Among the entries, find each line that includes the string "SignatureBytes" and list it.

- - - -

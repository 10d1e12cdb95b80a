//! Encoding of cryptographic keys and signatures.
//!
//! Key payloads carry a two-byte algorithm header ahead of the raw key:
//!
//! ```text
//! algorithm_class (1) || implementation (1) || raw key
//! ```
//!
//! A key decoded under the wrong class or implementation, or with the wrong
//! raw length, is rejected as `DecodeError::InvalidKey`.

use sealink_encoding::{Decode, DecodeError, Encode, EncodedValue, Tag};

use crate::{
    challenge::{CHALLENGE_PREFIX_SIZE, ChallengeResponse},
    kem::{KEM_PUBLIC_KEY_SIZE, KemCiphertext, KemPrivateKey, KemPublicKey, SYMMETRIC_KEY_SIZE, SymmetricKey},
    seed::{CHANNEL_SEED_SIZE, ChannelSeed},
    signature::{SIGNATURE_SIZE, SignatureBytes, VERIFICATION_KEY_SIZE, VerificationKey},
};

/// Algorithm class byte.
#[repr(u8)]
#[derive(Debug, Clone, Copy, PartialEq, Eq)]
pub enum AlgorithmClass {
    /// Signature schemes
    Signature = 0x00,
    /// Public-key encryption and KEMs
    PublicKeyEncryption = 0x01,
    /// Symmetric encryption
    SymmetricEncryption = 0x02,
}

/// Implementation byte for Ed25519 / X25519.
pub const CURVE25519_IMPLEMENTATION: u8 = 0x01;

/// Implementation byte for XChaCha20-Poly1305 keys.
pub const XCHACHA20_POLY1305_IMPLEMENTATION: u8 = 0x01;

/// Implementation byte for channel seeds (HKDF-SHA256 root material).
pub const HKDF_SHA256_SEED_IMPLEMENTATION: u8 = 0x02;

fn encode_key(tag: Tag, class: AlgorithmClass, implementation: u8, raw: &[u8]) -> EncodedValue {
    let mut payload = Vec::with_capacity(2 + raw.len());
    payload.push(class as u8);
    payload.push(implementation);
    payload.extend_from_slice(raw);
    EncodedValue::new(tag, payload)
}

fn decode_key<const N: usize>(
    value: &EncodedValue,
    tag: Tag,
    class: AlgorithmClass,
    implementation: u8,
) -> Result<[u8; N], DecodeError> {
    let payload = value.payload_of(tag)?;
    let [found_class, found_implementation, raw @ ..] = payload.as_ref() else {
        return Err(DecodeError::invalid_key("missing algorithm header"));
    };

    if *found_class != class as u8 {
        return Err(DecodeError::invalid_key(format!(
            "algorithm class {found_class:#04x}, expected {:#04x}",
            class as u8
        )));
    }
    if *found_implementation != implementation {
        return Err(DecodeError::invalid_key(format!(
            "implementation {found_implementation:#04x}, expected {implementation:#04x}"
        )));
    }

    <[u8; N]>::try_from(raw)
        .map_err(|_| DecodeError::invalid_key(format!("{} key bytes, expected {N}", raw.len())))
}

impl Encode for KemPublicKey {
    fn encode(&self) -> EncodedValue {
        encode_key(
            Tag::PublicKey,
            AlgorithmClass::PublicKeyEncryption,
            CURVE25519_IMPLEMENTATION,
            self.as_bytes(),
        )
    }
}

impl Decode for KemPublicKey {
    fn decode(value: &EncodedValue) -> Result<Self, DecodeError> {
        decode_key::<KEM_PUBLIC_KEY_SIZE>(
            value,
            Tag::PublicKey,
            AlgorithmClass::PublicKeyEncryption,
            CURVE25519_IMPLEMENTATION,
        )
        .map(Self::from_bytes)
    }
}

impl Encode for KemPrivateKey {
    fn encode(&self) -> EncodedValue {
        encode_key(
            Tag::PrivateKey,
            AlgorithmClass::PublicKeyEncryption,
            CURVE25519_IMPLEMENTATION,
            &self.to_bytes(),
        )
    }
}

impl Decode for KemPrivateKey {
    fn decode(value: &EncodedValue) -> Result<Self, DecodeError> {
        decode_key::<SYMMETRIC_KEY_SIZE>(
            value,
            Tag::PrivateKey,
            AlgorithmClass::PublicKeyEncryption,
            CURVE25519_IMPLEMENTATION,
        )
        .map(Self::from_bytes)
    }
}

impl Encode for VerificationKey {
    fn encode(&self) -> EncodedValue {
        encode_key(Tag::PublicKey, AlgorithmClass::Signature, CURVE25519_IMPLEMENTATION, self.as_bytes())
    }
}

impl Decode for VerificationKey {
    fn decode(value: &EncodedValue) -> Result<Self, DecodeError> {
        let raw = decode_key::<VERIFICATION_KEY_SIZE>(
            value,
            Tag::PublicKey,
            AlgorithmClass::Signature,
            CURVE25519_IMPLEMENTATION,
        )?;
        Self::from_bytes(raw).map_err(|_| DecodeError::invalid_key("not a curve point"))
    }
}

impl Encode for SymmetricKey {
    fn encode(&self) -> EncodedValue {
        encode_key(
            Tag::SymmetricKey,
            AlgorithmClass::SymmetricEncryption,
            XCHACHA20_POLY1305_IMPLEMENTATION,
            self.as_bytes(),
        )
    }
}

impl Decode for SymmetricKey {
    fn decode(value: &EncodedValue) -> Result<Self, DecodeError> {
        decode_key::<SYMMETRIC_KEY_SIZE>(
            value,
            Tag::SymmetricKey,
            AlgorithmClass::SymmetricEncryption,
            XCHACHA20_POLY1305_IMPLEMENTATION,
        )
        .map(Self::from_bytes)
    }
}

impl Encode for ChannelSeed {
    fn encode(&self) -> EncodedValue {
        encode_key(
            Tag::SymmetricKey,
            AlgorithmClass::SymmetricEncryption,
            HKDF_SHA256_SEED_IMPLEMENTATION,
            self.as_bytes(),
        )
    }
}

impl Decode for ChannelSeed {
    fn decode(value: &EncodedValue) -> Result<Self, DecodeError> {
        decode_key::<CHANNEL_SEED_SIZE>(
            value,
            Tag::SymmetricKey,
            AlgorithmClass::SymmetricEncryption,
            HKDF_SHA256_SEED_IMPLEMENTATION,
        )
        .map(Self::from_bytes)
    }
}

impl Encode for SignatureBytes {
    fn encode(&self) -> EncodedValue {
        encode_key(Tag::Signature, AlgorithmClass::Signature, CURVE25519_IMPLEMENTATION, self.as_bytes())
    }
}

impl Decode for SignatureBytes {
    fn decode(value: &EncodedValue) -> Result<Self, DecodeError> {
        decode_key::<SIGNATURE_SIZE>(
            value,
            Tag::Signature,
            AlgorithmClass::Signature,
            CURVE25519_IMPLEMENTATION,
        )
        .map(Self::from_bytes)
    }
}

/// Challenge responses share the signature header; the raw part is
/// `prefix || signature`.
impl Encode for ChallengeResponse {
    fn encode(&self) -> EncodedValue {
        let mut raw = [0u8; CHALLENGE_PREFIX_SIZE + SIGNATURE_SIZE];
        raw[..CHALLENGE_PREFIX_SIZE].copy_from_slice(&self.prefix);
        raw[CHALLENGE_PREFIX_SIZE..].copy_from_slice(self.signature.as_bytes());
        encode_key(Tag::Signature, AlgorithmClass::Signature, CURVE25519_IMPLEMENTATION, &raw)
    }
}

impl Decode for ChallengeResponse {
    fn decode(value: &EncodedValue) -> Result<Self, DecodeError> {
        let raw = decode_key::<{ CHALLENGE_PREFIX_SIZE + SIGNATURE_SIZE }>(
            value,
            Tag::Signature,
            AlgorithmClass::Signature,
            CURVE25519_IMPLEMENTATION,
        )?;
        let (prefix, signature) = raw.split_at(CHALLENGE_PREFIX_SIZE);
        let prefix = <[u8; CHALLENGE_PREFIX_SIZE]>::try_from(prefix)
            .map_err(|_| DecodeError::invalid_key("challenge prefix"))?;
        let signature = <[u8; SIGNATURE_SIZE]>::try_from(signature)
            .map_err(|_| DecodeError::invalid_key("challenge signature"))?;
        Ok(Self { prefix, signature: SignatureBytes::from_bytes(signature) })
    }
}

impl Encode for KemCiphertext {
    fn encode(&self) -> EncodedValue {
        self.as_bytes().encode()
    }
}

impl Decode for KemCiphertext {
    fn decode(value: &EncodedValue) -> Result<Self, DecodeError> {
        Vec::<u8>::decode(value).map(Self::from_bytes)
    }
}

- - - -

* _Solved exercise_
    signature::{SIGNATURE_SIZE, SignatureBytes, VERIFICATION_KEY_SIZE, VerificationKey},
impl Encode for SignatureBytes {
impl Decode for SignatureBytes {
        Ok(Self { prefix, signature: SignatureBytes::from_bytes(signature) })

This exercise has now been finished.